== Given data
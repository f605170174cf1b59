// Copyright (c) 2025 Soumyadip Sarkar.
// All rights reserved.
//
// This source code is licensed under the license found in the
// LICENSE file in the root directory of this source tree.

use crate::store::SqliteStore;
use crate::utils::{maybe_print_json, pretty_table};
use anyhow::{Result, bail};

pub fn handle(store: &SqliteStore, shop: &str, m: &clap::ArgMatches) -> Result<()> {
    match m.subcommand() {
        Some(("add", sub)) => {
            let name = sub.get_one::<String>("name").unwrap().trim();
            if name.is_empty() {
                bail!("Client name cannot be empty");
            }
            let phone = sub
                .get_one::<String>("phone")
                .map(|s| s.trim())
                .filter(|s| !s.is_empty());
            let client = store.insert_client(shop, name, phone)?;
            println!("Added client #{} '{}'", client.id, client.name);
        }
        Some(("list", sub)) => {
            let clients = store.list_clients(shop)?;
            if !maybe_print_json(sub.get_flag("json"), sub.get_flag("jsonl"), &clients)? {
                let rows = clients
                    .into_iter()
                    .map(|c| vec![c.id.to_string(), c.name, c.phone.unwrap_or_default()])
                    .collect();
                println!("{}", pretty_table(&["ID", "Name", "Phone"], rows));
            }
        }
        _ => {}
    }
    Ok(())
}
====
■ **Task objective**
Each entry must be reproduced exactly, with nothing added or dropped.

■ **Solution**
repository f605170174cf1b59
// Copyright (c) 2025 Soumyadip Sarkar.
// All rights reserved.
//
// This source code is licensed under the license found in the
// LICENSE file in the root directory of this source tree.

use crate::store::SqliteStore;
use crate::utils::{maybe_print_json, pretty_table};
use anyhow::{Result, bail};

pub fn handle(store: &SqliteStore, shop: &str, m: &clap::ArgMatches) -> Result<()> {
    match m.subcommand() {
        Some(("add", sub)) => {
            let name = sub.get_one::<String>("name").unwrap().trim();
            if name.is_empty() {
                bail!("Client name cannot be empty");
            }
            let phone = sub
                .get_one::<String>("phone")
                .map(|s| s.trim())
                .filter(|s| !s.is_empty());
            let client = store.insert_client(shop, name, phone)?;
            println!("Added client #{} '{}'", client.id, client.name);
        }
        Some(("list", sub)) => {
            let clients = store.list_clients(shop)?;
            if !maybe_print_json(sub.get_flag("json"), sub.get_flag("jsonl"), &clients)? {
                let rows = clients
                    .into_iter()
                    .map(|c| vec![c.id.to_string(), c.name, c.phone.unwrap_or_default()])
                    .collect();
                println!("{}", pretty_table(&["ID", "Name", "Phone"], rows));
            }
        }
        _ => {}
    }
    Ok(())
}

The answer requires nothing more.